Sharif University of Technology after it was bombed on 7 April 2026.Credit: Fatemeh Bahrami/Anadolu via Getty
Bombs dropped by the United States and Israel on Iran have damaged some 30 universities since war began on 28 February, according to the Iranian Red Crescent Society. In an open letter to United Nations officials and the governments of parties to the conflict, more than 1,400 international scholars have signed a statement condemning the bombing of civilian academic, health and research infrastructure.
Affected institutions include Sharif University of Technology in Tehran, the country’s leading technology institution, and the Pasteur Institute of Iran, also in Tehran, established more than a century ago for research into drugs and vaccines.

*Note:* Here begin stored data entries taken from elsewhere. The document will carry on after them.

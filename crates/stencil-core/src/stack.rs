//! Resource stack assembled from [`RuntimeConfig`]
//!
//! ```text
//! Mapped(rules) -> Cached? -> Multi[File, Github, Http]
//! ```
//!
//! Templates are read through the same stack, then parsed, validated and
//! deserialized into a [`Template`].

use crate::config::RuntimeConfig;
use crate::error::{ErrorReason, Help, WorkflowError};
use crate::provider::{Cache, InMemoryCache, ProviderResult};
use crate::resource::{
    AdaptedProvider, BoxResourceProvider, CachedResourceProvider, MappedProvider, MultiProvider,
    Resource, ResourceProvider, SchemaValidator, UrlMapping, ValidatedProvider,
};
use crate::schema::Schema;
use crate::template::{template_document, Template};
use crate::transport::github::{DEFAULT_ARCHIVE_BASE, DEFAULT_RAW_BASE};
use crate::transport::{Content, FileTransport, GithubTransport, HttpTransport};
use std::path::Path;
use std::sync::Arc;
use url::Url;

type ContentCache = Arc<dyn Cache<Resource<Content>>>;

/// Content and template providers sharing one configuration
pub struct ResourceStack {
    content: BoxResourceProvider<Content>,
    templates: BoxResourceProvider<Template>,
}

fn invalid_config(message: String) -> WorkflowError {
    WorkflowError::with_help(message, Help::with_reason(ErrorReason::InvalidConfiguration))
}

impl ResourceStack {
    pub fn new(
        content: BoxResourceProvider<Content>,
        templates: BoxResourceProvider<Template>,
    ) -> Self {
        Self { content, templates }
    }

    pub fn from_config(config: &RuntimeConfig) -> Result<Self, WorkflowError> {
        let cache: Option<ContentCache> = config
            .cache
            .then(|| Arc::new(InMemoryCache::new()) as ContentCache);

        let github = Self::github_transport(config)?;
        let content = Self::content_stack(config, github.clone(), cache.clone())?;
        let raw = Self::content_stack(config, github, cache)?;

        let schema = Schema::compile(Template::schema())
            .map_err(|e| invalid_config(format!("Invalid template schema: {}", e)))?;
        let documents = AdaptedProvider::new(raw, template_document);
        let templates = ValidatedProvider::new(
            Box::new(documents),
            Box::new(SchemaValidator::<Template>::new(schema)),
        );

        Ok(Self::new(content, Box::new(templates)))
    }

    /// One GitHub transport for both stacks, so they share its archive cache
    fn github_transport(config: &RuntimeConfig) -> Result<GithubTransport, WorkflowError> {
        let github = GithubTransport::new(&config.user_agent, config.http_timeout())?;
        if config.github_archive_url.is_none() && config.github_raw_url.is_none() {
            return Ok(github);
        }
        let archive = host_url(config.github_archive_url.as_deref(), DEFAULT_ARCHIVE_BASE)?;
        let raw = host_url(config.github_raw_url.as_deref(), DEFAULT_RAW_BASE)?;
        Ok(github.with_hosts(archive, raw))
    }

    /// `Mapped(Cached?(Multi[File, Github, Http]))`
    fn content_stack(
        config: &RuntimeConfig,
        github: GithubTransport,
        cache: Option<ContentCache>,
    ) -> Result<BoxResourceProvider<Content>, WorkflowError> {
        let timeout = config.http_timeout();
        let transports: BoxResourceProvider<Content> = Box::new(MultiProvider::new(vec![
            Box::new(FileTransport::new()),
            Box::new(github),
            Box::new(HttpTransport::new(&config.user_agent, timeout)),
        ]));

        let transports: BoxResourceProvider<Content> = match cache {
            Some(cache) => Box::new(CachedResourceProvider::new(transports, cache)),
            None => transports,
        };

        let rules = config
            .mappings
            .iter()
            .map(|rule| {
                UrlMapping::try_from(rule).map_err(|e| {
                    invalid_config(format!("Invalid URL mapping '{}': {}", rule.pattern, e))
                })
            })
            .collect::<Result<Vec<_>, _>>()?;

        Ok(Box::new(MappedProvider::new(transports, rules)))
    }

    pub fn supports(&self, url: &Url) -> bool {
        self.content.supports(url)
    }

    /// Raw content at `url`
    pub async fn fetch(&self, url: &Url) -> ProviderResult<Resource<Content>> {
        self.content.get(url).await
    }

    /// Parsed and validated template at `url`
    pub async fn template(&self, url: &Url) -> ProviderResult<Resource<Template>> {
        self.templates.get(url).await
    }
}

fn host_url(configured: Option<&str>, default: &str) -> Result<Url, WorkflowError> {
    let value = configured.unwrap_or(default);
    Url::parse(value).map_err(|e| invalid_config(format!("Invalid host URL '{}': {}", value, e)))
}

/// Base URL for references relative to a template resource.
///
/// A resource whose last segment has no extension is a directory, so a
/// trailing `/` is added and relative references land inside it.
pub fn directory_url(url: &Url) -> Url {
    let last = url
        .path_segments()
        .and_then(|mut segments| segments.next_back())
        .unwrap_or_default();
    if last.is_empty() || Path::new(last).extension().is_some() {
        return url.clone();
    }

    let mut directory = url.clone();
    directory.set_path(&format!("{}/", url.path()));
    directory
}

A White House spokesperson and a representative of Israel's military separately told Nature that they do not target civilian infrastructure, however, did not explain why these and other named institutions were bombed.

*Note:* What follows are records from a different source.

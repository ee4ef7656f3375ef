//! GitHub repository transport
//!
//! Repository references come in two shapes:
//! - `github://owner/repo[/path][?ref=R]`
//! - `https://github.com/owner/repo[/(tree|blob)/R[/path]]`
//!
//! A path whose last segment has a file extension is fetched as a single raw
//! file. Anything else downloads the repository zip archive and returns the
//! files below the path as a [`Content::Tree`].

use super::http::{build_client, fetch};
use super::Content;
use crate::error::ProviderError;
use crate::provider::{Cache, InMemoryCache, ProviderResult};
use crate::resource::{unsupported, Resource, ResourceProvider};
use async_trait::async_trait;
use std::collections::BTreeMap;
use std::io::{Cursor, Read};
use std::path::Path;
use std::sync::Arc;
use std::time::Duration;
use tracing::debug;
use url::Url;
use zip::ZipArchive;

pub const DEFAULT_ARCHIVE_BASE: &str = "https://codeload.github.com/";
pub const DEFAULT_RAW_BASE: &str = "https://raw.githubusercontent.com/";
const DEFAULT_REF: &str = "HEAD";

/// Owner, repository, ref and subpath parsed from a repository URL
#[derive(Debug, Clone, PartialEq, Eq)]
pub struct RepositoryReference {
    pub owner: String,
    pub repository: String,
    pub reference: Option<String>,
    /// `/`-separated path inside the repository, empty for the root
    pub path: String,
}

impl RepositoryReference {
    pub fn parse(url: &Url) -> Option<Self> {
        match url.scheme() {
            "github" => Self::parse_shorthand(url),
            "https" | "http" if url.host_str() == Some("github.com") => Self::parse_web(url),
            _ => None,
        }
    }

    fn parse_shorthand(url: &Url) -> Option<Self> {
        let owner = url.host_str().filter(|h| !h.is_empty())?.to_string();
        let mut segments = segments(url);
        if segments.is_empty() {
            return None;
        }
        let repository = segments.remove(0);
        let reference = url
            .query_pairs()
            .find(|(key, _)| key == "ref")
            .map(|(_, value)| value.into_owned());

        Some(Self {
            owner,
            repository: trim_git_suffix(repository),
            reference,
            path: segments.join("/"),
        })
    }

    fn parse_web(url: &Url) -> Option<Self> {
        let segments = segments(url);
        if segments.len() < 2 {
            return None;
        }
        let (reference, path) = match segments.get(2).map(String::as_str) {
            None => (None, String::new()),
            Some("tree") | Some("blob") => {
                let reference = segments.get(3)?.clone();
                (Some(reference), segments[4..].join("/"))
            }
            Some(_) => return None,
        };

        Some(Self {
            owner: segments[0].clone(),
            repository: trim_git_suffix(segments[1].clone()),
            reference,
            path,
        })
    }

    /// Whether the path names a single file rather than a directory
    pub fn is_file(&self) -> bool {
        Path::new(&self.path).extension().is_some()
    }

    fn reference(&self) -> &str {
        self.reference.as_deref().unwrap_or(DEFAULT_REF)
    }
}

fn segments(url: &Url) -> Vec<String> {
    url.path_segments()
        .map(|s| s.filter(|s| !s.is_empty()).map(str::to_string).collect())
        .unwrap_or_default()
}

fn trim_git_suffix(repository: String) -> String {
    match repository.strip_suffix(".git") {
        Some(trimmed) => trimmed.to_string(),
        None => repository,
    }
}

/// Append path segments to a base URL, keeping its query
fn build_url(base: &Url, parts: &[&str]) -> ProviderResult<Url> {
    let mut url = base.clone();
    {
        let mut segments = url
            .path_segments_mut()
            .map_err(|_| ProviderError::failed(format!("URL cannot have path segments: {}", base)))?;
        segments.pop_if_empty();
        for part in parts {
            for segment in part.split('/').filter(|s| !s.is_empty()) {
                segments.push(segment);
            }
        }
    }
    Ok(url)
}

/// Serves repository references from GitHub's archive and raw-file hosts.
///
/// Archives are kept per owner, repository and ref, so every subpath of one
/// pinned repository is served from a single download.
#[derive(Clone)]
pub struct GithubTransport {
    client: reqwest::Client,
    archive_base: Url,
    raw_base: Url,
    archives: Arc<InMemoryCache<Arc<Vec<u8>>>>,
}

impl GithubTransport {
    pub fn new(user_agent: &str, timeout: Duration) -> ProviderResult<Self> {
        let archive_base = Url::parse(DEFAULT_ARCHIVE_BASE)
            .map_err(|e| ProviderError::failed_with("Invalid archive base URL", e))?;
        let raw_base = Url::parse(DEFAULT_RAW_BASE)
            .map_err(|e| ProviderError::failed_with("Invalid raw base URL", e))?;
        Ok(Self {
            client: build_client(user_agent, timeout),
            archive_base,
            raw_base,
            archives: Arc::new(InMemoryCache::new()),
        })
    }

    /// Point the transport at other archive and raw-file hosts
    pub fn with_hosts(mut self, archive_base: Url, raw_base: Url) -> Self {
        self.archive_base = archive_base;
        self.raw_base = raw_base;
        self
    }

    /// URL of the zip archive for the referenced commit-ish
    pub fn archive_url(&self, reference: &RepositoryReference) -> ProviderResult<Url> {
        build_url(
            &self.archive_base,
            &[
                &reference.owner,
                &reference.repository,
                "zip",
                reference.reference(),
            ],
        )
    }

    /// URL of the raw file the reference points to
    pub fn raw_url(&self, reference: &RepositoryReference) -> ProviderResult<Url> {
        build_url(
            &self.raw_base,
            &[
                &reference.owner,
                &reference.repository,
                reference.reference(),
                &reference.path,
            ],
        )
    }

    /// Repository archive bytes, downloaded once per owner, repository and ref
    async fn archive(&self, reference: &RepositoryReference) -> ProviderResult<Arc<Vec<u8>>> {
        let key = format!(
            "{}/{}@{}",
            reference.owner,
            reference.repository,
            reference.reference()
        );
        let archive = self.archive_url(reference)?;
        self.archives
            .get(
                &key,
                Box::pin(async move {
                    debug!(archive = %archive, "downloading repository archive");
                    fetch(&self.client, &archive).await.map(Arc::new)
                }),
            )
            .await
    }

    /// Extract archive entries below `subpath`, dropping the archive's top directory
    fn extract(zip_bytes: &[u8], subpath: &str) -> ProviderResult<BTreeMap<String, Vec<u8>>> {
        let mut archive = ZipArchive::new(Cursor::new(zip_bytes))
            .map_err(|e| ProviderError::failed_with("Failed to read repository archive", e))?;

        let prefix = if subpath.is_empty() {
            String::new()
        } else {
            format!("{}/", subpath.trim_end_matches('/'))
        };
        let mut files = BTreeMap::new();

        for i in 0..archive.len() {
            let mut file = archive
                .by_index(i)
                .map_err(|e| ProviderError::failed_with("Failed to read archive entry", e))?;
            if file.is_dir() {
                continue;
            }

            // Entries look like `{repo}-{ref}/path/to/file`
            let name = file.name().to_string();
            let Some((_, in_repository)) = name.split_once('/') else {
                continue;
            };
            let Some(relative) = in_repository.strip_prefix(prefix.as_str()) else {
                continue;
            };
            if relative.is_empty() {
                continue;
            }

            let mut contents = Vec::new();
            file.read_to_end(&mut contents).map_err(|e| {
                ProviderError::failed_with(format!("Failed to extract {}", name), e)
            })?;
            files.insert(relative.to_string(), contents);
        }

        Ok(files)
    }
}

#[async_trait]
impl ResourceProvider<Content> for GithubTransport {
    fn supports(&self, url: &Url) -> bool {
        RepositoryReference::parse(url).is_some()
    }

    async fn get(&self, url: &Url) -> ProviderResult<Resource<Content>> {
        let Some(reference) = RepositoryReference::parse(url) else {
            return Err(unsupported(url));
        };

        if reference.is_file() {
            let raw = self.raw_url(&reference)?;
            let bytes = fetch(&self.client, &raw).await?;
            return Ok(Resource::new(url.clone(), Content::File(bytes)));
        }

        let bytes = self.archive(&reference).await?;
        debug!(url = %url, path = %reference.path, "extracting from repository archive");
        let files = Self::extract(&bytes, &reference.path)?;

        if files.is_empty() {
            return Err(ProviderError::NotFound(format!(
                "Path '{}' not found in {}/{}",
                reference.path, reference.owner, reference.repository
            )));
        }
        Ok(Resource::new(url.clone(), Content::Tree(files)))
    }
}

#[cfg(test)]
mod tests {
    use super::*;
    use std::io::Write;
    use wiremock::matchers::{method, path};
    use wiremock::{Mock, MockServer, ResponseTemplate};
    use zip::write::SimpleFileOptions;
    use zip::ZipWriter;

    fn parse(url: &str) -> Option<RepositoryReference> {
        RepositoryReference::parse(&Url::parse(url).unwrap())
    }

    fn archive(entries: &[(&str, &str)]) -> Vec<u8> {
        let mut buffer = Vec::new();
        {
            let mut zip = ZipWriter::new(Cursor::new(&mut buffer));
            let options = SimpleFileOptions::default();
            for (name, contents) in entries {
                zip.start_file(*name, options).unwrap();
                zip.write_all(contents.as_bytes()).unwrap();
            }
            zip.finish().unwrap();
        }
        buffer
    }

    async fn transport(server: &MockServer) -> GithubTransport {
        let base = Url::parse(&format!("{}/archive/", server.uri())).unwrap();
        let raw = Url::parse(&format!("{}/raw/", server.uri())).unwrap();
        GithubTransport::new("stencil-test", Duration::from_secs(5))
            .unwrap()
            .with_hosts(base, raw)
    }

    #[test]
    fn test_parse_shorthand() {
        let reference = parse("github://acme/templates/next/app?ref=v2").unwrap();
        assert_eq!(reference.owner, "acme");
        assert_eq!(reference.repository, "templates");
        assert_eq!(reference.reference.as_deref(), Some("v2"));
        assert_eq!(reference.path, "next/app");
        assert!(!reference.is_file());
    }

    #[test]
    fn test_parse_web_urls() {
        let root = parse("https://github.com/acme/templates").unwrap();
        assert_eq!(root.reference, None);
        assert_eq!(root.path, "");

        let file = parse("https://github.com/acme/templates/blob/main/next/template.json").unwrap();
        assert_eq!(file.reference.as_deref(), Some("main"));
        assert_eq!(file.path, "next/template.json");
        assert!(file.is_file());

        assert!(parse("https://github.com/acme/templates/issues/1").is_none());
        assert!(parse("https://gitlab.com/acme/templates").is_none());
        assert!(parse("github://acme").is_none());
    }

    #[tokio::test]
    async fn test_directory_is_extracted_from_archive() {
        let server = MockServer::start().await;
        Mock::given(method("GET"))
            .and(path("/archive/acme/templates/zip/main"))
            .respond_with(ResponseTemplate::new(200).set_body_bytes(archive(&[
                ("templates-main/README.md", "root"),
                ("templates-main/next/template.json", "{}"),
                ("templates-main/next/files/index.ts", "export {}"),
            ])))
            .mount(&server)
            .await;

        let url = Url::parse("github://acme/templates/next?ref=main").unwrap();
        let resource = transport(&server).await.get(&url).await.unwrap();

        match resource.value {
            Content::Tree(files) => {
                let names: Vec<_> = files.keys().cloned().collect();
                assert_eq!(names, vec!["files/index.ts", "template.json"]);
            }
            other => panic!("expected a tree, got {:?}", other),
        }
    }

    #[tokio::test]
    async fn test_archive_is_downloaded_once_per_ref() {
        let server = MockServer::start().await;
        Mock::given(method("GET"))
            .and(path("/archive/acme/templates/zip/v2"))
            .respond_with(ResponseTemplate::new(200).set_body_bytes(archive(&[
                ("templates-v2/next/template.json", "{}"),
                ("templates-v2/next/files/index.ts", "export {}"),
                ("templates-v2/shared/README.md", "shared"),
            ])))
            .expect(1)
            .mount(&server)
            .await;
        let transport = transport(&server).await;

        for url in [
            "github://acme/templates/next?ref=v2",
            "github://acme/templates/next/files/?ref=v2",
            "github://acme/templates/shared?ref=v2",
        ] {
            let resource = transport.get(&Url::parse(url).unwrap()).await.unwrap();
            assert!(matches!(resource.value, Content::Tree(files) if !files.is_empty()));
        }
    }

    #[tokio::test]
    async fn test_file_path_uses_raw_host() {
        let server = MockServer::start().await;
        Mock::given(method("GET"))
            .and(path("/raw/acme/templates/HEAD/next/template.json"))
            .respond_with(ResponseTemplate::new(200).set_body_string("{\"actions\":[]}"))
            .mount(&server)
            .await;

        let url = Url::parse("github://acme/templates/next/template.json").unwrap();
        let resource = transport(&server).await.get(&url).await.unwrap();
        assert_eq!(resource.value, Content::File(b"{\"actions\":[]}".to_vec()));
    }

    #[tokio::test]
    async fn test_missing_subpath_is_not_found() {
        let server = MockServer::start().await;
        Mock::given(method("GET"))
            .respond_with(
                ResponseTemplate::new(200)
                    .set_body_bytes(archive(&[("templates-HEAD/README.md", "root")])),
            )
            .mount(&server)
            .await;

        let url = Url::parse("github://acme/templates/missing").unwrap();
        let error = transport(&server).await.get(&url).await.unwrap_err();
        assert!(error.is_not_found());
    }

    #[tokio::test]
    async fn test_missing_repository_is_not_found() {
        let server = MockServer::start().await;
        Mock::given(method("GET"))
            .respond_with(ResponseTemplate::new(404))
            .mount(&server)
            .await;

        let url = Url::parse("github://acme/nothing").unwrap();
        let error = transport(&server).await.get(&url).await.unwrap_err();
        assert!(error.is_not_found());
    }
}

Before the latest conflict, many students and academics were participating in protests for greater democracy, human rights and liberty. The Iranian government crushed the protests in January and many students were among those killed. The government has tight control over universities and academics say they fear that once the war ends, the government will tighten its grip and settle scores with its critics.
Researchers — four based in Iran — describe the impact of the destruction and what might come next.
CERN physicist Abideh Jafari: Journal editors and referees, please be patient.
Isfahan University of Technology in central Iran was attacked twice in late March, according to Abideh Jafari, a particle physicist at the university. Jafari is also a deputy team leader at the Large Hadron Collider (LHC) at CERN, Europe’s particle-physics laboratory near Geneva, Switzerland, working on the CMS particle detector. She says that a countrywide Internet blackout prevented her team accessing data from CERN. Her group continues to try to work, but it is difficult “because the students are not in a good state of mind: most of them were worried because the city was being bombarded”, she says.
Particle physicist Abideh Jafari.Credit: Sophia Elizabeth Bennett/CERN
Jafari has a message for the international science-publishing community. Journal editors and “referees should understand that the situation does not allow for a quick reply and that Iranian scientists may have lagged behind in publishing their findings”.